───── The data
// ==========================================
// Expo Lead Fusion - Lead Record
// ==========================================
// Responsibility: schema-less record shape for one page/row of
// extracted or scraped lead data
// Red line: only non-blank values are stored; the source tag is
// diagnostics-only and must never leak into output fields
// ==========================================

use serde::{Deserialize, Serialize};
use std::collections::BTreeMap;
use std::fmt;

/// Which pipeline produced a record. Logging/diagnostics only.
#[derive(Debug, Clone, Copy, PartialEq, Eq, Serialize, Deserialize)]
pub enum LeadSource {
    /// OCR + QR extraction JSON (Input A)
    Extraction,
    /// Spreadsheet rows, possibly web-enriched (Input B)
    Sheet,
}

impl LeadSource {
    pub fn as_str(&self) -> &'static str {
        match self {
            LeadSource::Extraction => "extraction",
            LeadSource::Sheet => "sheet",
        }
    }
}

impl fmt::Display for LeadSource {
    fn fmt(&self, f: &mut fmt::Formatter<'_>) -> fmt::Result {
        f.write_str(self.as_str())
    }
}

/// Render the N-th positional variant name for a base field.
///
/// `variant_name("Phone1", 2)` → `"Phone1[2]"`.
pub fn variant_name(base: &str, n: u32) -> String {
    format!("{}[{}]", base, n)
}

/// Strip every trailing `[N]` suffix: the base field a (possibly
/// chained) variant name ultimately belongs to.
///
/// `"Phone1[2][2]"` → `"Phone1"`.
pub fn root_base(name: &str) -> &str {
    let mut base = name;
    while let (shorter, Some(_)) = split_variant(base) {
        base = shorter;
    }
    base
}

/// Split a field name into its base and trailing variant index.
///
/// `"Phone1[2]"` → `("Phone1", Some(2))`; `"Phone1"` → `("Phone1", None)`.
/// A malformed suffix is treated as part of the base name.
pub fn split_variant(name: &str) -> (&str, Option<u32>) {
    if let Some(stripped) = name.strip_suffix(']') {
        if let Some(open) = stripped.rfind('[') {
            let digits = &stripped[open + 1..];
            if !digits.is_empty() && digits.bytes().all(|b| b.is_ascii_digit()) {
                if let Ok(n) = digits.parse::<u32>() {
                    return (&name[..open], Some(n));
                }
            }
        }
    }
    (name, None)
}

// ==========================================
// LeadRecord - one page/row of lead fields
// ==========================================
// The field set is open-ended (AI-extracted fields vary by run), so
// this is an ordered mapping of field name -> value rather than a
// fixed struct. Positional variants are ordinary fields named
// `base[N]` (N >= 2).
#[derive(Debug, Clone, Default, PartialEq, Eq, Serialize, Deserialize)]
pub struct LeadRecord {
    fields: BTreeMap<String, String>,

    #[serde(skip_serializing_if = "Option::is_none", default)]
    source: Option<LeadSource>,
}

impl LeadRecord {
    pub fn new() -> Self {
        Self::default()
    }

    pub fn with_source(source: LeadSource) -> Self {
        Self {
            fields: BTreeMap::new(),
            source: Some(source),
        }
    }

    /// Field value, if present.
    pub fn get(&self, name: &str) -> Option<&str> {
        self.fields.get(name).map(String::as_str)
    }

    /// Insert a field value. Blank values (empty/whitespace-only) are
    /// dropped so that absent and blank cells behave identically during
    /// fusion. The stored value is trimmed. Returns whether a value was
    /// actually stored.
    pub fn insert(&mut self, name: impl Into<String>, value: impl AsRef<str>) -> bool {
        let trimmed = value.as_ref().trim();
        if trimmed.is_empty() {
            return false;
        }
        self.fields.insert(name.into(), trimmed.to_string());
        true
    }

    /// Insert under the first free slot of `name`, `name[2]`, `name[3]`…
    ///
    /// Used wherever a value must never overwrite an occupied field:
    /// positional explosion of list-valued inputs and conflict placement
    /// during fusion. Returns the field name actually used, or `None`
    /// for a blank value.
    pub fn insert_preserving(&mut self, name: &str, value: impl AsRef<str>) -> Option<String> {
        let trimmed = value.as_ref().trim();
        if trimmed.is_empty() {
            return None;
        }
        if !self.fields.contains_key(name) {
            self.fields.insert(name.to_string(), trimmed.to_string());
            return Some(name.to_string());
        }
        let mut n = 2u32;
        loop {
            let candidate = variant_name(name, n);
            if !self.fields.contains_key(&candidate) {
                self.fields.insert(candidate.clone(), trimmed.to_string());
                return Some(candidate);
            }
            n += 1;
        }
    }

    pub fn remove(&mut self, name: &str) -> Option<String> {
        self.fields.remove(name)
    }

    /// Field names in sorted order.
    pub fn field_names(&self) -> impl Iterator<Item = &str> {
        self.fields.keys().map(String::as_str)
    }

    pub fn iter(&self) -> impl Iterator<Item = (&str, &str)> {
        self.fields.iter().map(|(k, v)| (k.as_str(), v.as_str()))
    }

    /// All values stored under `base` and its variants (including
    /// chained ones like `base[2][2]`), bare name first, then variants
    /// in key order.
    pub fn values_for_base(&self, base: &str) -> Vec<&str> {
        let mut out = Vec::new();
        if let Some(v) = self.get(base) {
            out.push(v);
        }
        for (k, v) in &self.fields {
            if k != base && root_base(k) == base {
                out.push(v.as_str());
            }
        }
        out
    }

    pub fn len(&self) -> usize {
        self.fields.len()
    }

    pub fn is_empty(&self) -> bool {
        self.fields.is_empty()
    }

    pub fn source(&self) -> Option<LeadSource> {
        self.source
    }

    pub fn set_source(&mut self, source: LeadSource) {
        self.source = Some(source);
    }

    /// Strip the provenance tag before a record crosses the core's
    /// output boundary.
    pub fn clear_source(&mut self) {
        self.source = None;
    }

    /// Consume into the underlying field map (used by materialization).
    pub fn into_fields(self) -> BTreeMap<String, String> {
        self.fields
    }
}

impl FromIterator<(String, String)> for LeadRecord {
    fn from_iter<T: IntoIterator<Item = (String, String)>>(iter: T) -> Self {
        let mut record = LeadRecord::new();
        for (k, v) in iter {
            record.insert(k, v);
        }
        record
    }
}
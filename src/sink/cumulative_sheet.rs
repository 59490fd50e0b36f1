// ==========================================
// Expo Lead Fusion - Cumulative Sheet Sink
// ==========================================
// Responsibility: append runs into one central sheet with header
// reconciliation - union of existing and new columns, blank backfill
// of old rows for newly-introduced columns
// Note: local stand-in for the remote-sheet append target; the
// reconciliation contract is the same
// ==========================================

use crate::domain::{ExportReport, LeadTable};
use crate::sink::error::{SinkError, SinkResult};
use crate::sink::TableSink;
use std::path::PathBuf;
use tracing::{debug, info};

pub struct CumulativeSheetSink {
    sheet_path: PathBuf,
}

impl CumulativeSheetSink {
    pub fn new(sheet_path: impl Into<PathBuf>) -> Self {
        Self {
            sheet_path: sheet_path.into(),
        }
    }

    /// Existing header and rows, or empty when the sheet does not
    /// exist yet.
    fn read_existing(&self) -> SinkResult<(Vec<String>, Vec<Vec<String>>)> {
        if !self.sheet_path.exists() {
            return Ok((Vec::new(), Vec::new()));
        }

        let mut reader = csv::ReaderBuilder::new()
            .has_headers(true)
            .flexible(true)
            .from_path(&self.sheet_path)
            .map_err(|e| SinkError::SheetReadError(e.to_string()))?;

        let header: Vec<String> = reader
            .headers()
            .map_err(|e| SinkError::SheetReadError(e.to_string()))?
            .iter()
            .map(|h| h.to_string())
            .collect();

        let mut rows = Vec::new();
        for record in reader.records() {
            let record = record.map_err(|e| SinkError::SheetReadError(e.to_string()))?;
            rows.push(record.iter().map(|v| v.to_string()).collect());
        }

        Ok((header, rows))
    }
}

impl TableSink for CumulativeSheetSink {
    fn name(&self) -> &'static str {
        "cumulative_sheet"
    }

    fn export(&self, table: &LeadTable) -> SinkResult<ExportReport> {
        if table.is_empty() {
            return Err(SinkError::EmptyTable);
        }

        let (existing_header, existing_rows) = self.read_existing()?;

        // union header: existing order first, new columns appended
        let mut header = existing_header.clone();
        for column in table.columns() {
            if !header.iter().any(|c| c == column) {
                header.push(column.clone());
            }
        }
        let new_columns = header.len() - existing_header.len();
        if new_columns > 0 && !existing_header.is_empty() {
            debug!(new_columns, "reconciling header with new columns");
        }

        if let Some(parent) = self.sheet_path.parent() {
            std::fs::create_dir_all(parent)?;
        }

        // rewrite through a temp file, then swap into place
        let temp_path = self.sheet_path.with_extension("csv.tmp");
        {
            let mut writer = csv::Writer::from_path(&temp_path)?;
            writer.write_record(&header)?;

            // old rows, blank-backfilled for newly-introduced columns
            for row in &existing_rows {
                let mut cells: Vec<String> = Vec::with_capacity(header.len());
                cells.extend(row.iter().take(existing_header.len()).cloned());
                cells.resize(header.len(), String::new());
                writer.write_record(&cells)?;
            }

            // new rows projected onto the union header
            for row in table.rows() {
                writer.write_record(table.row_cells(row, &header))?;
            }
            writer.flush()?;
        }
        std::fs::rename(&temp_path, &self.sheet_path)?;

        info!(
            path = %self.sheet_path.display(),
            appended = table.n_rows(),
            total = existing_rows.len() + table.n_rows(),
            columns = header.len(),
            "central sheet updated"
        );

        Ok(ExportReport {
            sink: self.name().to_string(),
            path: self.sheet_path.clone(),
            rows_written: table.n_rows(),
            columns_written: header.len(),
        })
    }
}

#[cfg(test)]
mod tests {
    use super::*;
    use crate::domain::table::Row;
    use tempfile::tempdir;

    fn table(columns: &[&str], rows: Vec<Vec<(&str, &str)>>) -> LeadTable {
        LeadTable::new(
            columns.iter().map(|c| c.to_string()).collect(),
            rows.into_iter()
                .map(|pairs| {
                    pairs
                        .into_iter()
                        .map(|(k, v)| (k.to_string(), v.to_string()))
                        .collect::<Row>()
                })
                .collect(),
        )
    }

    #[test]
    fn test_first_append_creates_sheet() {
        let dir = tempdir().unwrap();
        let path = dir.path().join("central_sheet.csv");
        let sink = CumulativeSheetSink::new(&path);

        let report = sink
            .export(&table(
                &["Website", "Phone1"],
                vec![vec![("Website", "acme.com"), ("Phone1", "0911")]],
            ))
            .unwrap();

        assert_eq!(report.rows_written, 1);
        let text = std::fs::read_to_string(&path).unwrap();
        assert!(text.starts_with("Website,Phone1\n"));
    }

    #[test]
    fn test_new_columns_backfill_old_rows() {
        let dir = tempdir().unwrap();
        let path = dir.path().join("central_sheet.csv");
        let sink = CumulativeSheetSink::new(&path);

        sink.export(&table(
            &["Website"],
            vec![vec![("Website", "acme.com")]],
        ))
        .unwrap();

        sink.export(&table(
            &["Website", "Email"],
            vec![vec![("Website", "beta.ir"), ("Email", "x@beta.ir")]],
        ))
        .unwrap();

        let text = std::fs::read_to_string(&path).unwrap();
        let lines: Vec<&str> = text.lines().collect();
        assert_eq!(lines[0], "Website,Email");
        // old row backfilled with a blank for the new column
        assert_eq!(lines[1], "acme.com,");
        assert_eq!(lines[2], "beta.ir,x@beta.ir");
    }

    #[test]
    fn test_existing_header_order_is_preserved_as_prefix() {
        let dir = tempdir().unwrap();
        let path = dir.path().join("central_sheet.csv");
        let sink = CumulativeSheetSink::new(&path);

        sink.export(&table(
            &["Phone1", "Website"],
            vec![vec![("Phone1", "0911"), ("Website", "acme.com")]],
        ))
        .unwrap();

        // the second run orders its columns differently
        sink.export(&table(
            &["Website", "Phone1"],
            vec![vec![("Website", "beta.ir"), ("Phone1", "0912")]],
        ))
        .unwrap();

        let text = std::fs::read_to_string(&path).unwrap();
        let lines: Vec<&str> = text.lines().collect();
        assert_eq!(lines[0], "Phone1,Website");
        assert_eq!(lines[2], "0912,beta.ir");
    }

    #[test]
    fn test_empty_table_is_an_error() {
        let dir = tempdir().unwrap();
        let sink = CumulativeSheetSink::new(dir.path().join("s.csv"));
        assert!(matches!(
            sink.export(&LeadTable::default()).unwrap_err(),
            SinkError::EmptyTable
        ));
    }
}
──────────
───── The data
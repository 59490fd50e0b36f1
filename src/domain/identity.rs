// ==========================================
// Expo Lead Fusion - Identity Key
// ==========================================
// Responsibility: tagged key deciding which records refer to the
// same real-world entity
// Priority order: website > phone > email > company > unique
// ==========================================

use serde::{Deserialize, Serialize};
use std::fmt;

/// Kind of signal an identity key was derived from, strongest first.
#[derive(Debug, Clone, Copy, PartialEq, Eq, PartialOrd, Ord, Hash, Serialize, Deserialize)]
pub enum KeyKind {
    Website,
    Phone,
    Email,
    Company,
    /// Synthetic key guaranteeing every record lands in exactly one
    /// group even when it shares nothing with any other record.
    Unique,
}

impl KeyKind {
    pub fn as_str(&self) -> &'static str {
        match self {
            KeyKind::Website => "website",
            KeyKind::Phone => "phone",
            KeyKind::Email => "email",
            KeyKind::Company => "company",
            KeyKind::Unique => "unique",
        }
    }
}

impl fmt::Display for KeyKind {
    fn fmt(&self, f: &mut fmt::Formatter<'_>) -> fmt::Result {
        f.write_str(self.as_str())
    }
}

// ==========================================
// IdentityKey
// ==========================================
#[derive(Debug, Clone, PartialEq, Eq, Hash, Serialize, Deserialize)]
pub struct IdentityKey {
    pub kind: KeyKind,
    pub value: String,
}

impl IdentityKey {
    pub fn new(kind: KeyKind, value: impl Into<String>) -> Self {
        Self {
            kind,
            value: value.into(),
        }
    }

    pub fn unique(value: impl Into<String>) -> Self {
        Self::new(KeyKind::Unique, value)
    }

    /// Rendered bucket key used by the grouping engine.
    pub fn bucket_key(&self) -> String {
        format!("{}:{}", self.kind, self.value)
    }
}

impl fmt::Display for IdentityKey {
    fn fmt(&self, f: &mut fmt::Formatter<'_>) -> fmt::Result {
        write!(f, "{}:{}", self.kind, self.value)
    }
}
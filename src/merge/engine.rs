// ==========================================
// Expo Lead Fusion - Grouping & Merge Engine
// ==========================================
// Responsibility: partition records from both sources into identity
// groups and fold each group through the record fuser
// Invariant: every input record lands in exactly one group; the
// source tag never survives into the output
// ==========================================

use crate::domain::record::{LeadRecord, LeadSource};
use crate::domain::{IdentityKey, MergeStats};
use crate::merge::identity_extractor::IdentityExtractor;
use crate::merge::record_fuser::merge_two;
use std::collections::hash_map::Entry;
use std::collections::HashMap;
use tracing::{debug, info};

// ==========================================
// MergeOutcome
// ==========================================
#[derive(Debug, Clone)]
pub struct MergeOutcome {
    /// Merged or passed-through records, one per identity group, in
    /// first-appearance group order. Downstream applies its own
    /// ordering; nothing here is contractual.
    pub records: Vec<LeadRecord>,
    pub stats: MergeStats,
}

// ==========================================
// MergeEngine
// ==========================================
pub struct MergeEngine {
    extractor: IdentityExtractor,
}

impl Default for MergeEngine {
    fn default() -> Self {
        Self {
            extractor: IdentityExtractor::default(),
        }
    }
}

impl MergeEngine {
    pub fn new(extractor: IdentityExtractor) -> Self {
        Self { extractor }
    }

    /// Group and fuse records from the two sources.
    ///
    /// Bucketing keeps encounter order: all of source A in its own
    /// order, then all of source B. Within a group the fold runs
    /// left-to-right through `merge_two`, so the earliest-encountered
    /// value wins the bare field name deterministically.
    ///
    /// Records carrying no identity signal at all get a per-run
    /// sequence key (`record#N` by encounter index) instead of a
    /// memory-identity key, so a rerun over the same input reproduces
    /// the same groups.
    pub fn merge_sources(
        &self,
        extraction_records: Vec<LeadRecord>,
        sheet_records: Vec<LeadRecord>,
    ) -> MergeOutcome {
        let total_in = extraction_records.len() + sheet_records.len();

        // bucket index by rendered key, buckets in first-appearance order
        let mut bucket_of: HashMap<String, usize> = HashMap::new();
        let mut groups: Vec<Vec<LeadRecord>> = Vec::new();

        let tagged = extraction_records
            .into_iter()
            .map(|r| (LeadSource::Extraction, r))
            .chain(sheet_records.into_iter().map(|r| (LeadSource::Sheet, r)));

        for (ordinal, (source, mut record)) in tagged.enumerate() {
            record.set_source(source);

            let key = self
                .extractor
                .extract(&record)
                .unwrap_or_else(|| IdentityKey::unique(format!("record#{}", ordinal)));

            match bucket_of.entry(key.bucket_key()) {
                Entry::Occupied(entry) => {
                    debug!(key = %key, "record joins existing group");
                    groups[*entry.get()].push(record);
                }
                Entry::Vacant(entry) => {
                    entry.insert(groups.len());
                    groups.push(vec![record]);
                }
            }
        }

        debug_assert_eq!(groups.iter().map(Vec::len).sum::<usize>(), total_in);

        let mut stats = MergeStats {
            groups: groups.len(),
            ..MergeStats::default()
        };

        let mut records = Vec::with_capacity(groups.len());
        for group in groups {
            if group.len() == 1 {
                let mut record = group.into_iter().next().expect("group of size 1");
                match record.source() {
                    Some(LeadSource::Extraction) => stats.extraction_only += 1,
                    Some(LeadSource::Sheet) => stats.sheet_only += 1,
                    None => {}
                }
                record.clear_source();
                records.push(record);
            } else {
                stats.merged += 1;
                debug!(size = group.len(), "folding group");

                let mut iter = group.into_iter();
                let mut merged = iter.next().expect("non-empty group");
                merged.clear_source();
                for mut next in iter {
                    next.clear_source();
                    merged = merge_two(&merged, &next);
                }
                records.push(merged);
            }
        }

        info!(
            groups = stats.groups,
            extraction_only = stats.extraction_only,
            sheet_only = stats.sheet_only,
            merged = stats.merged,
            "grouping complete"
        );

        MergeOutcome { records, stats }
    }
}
──────────
Gather each line of the records holding the string "when".

    /// Existing header and rows, or empty when the sheet does not
    /// group even when it shares nothing with any other record.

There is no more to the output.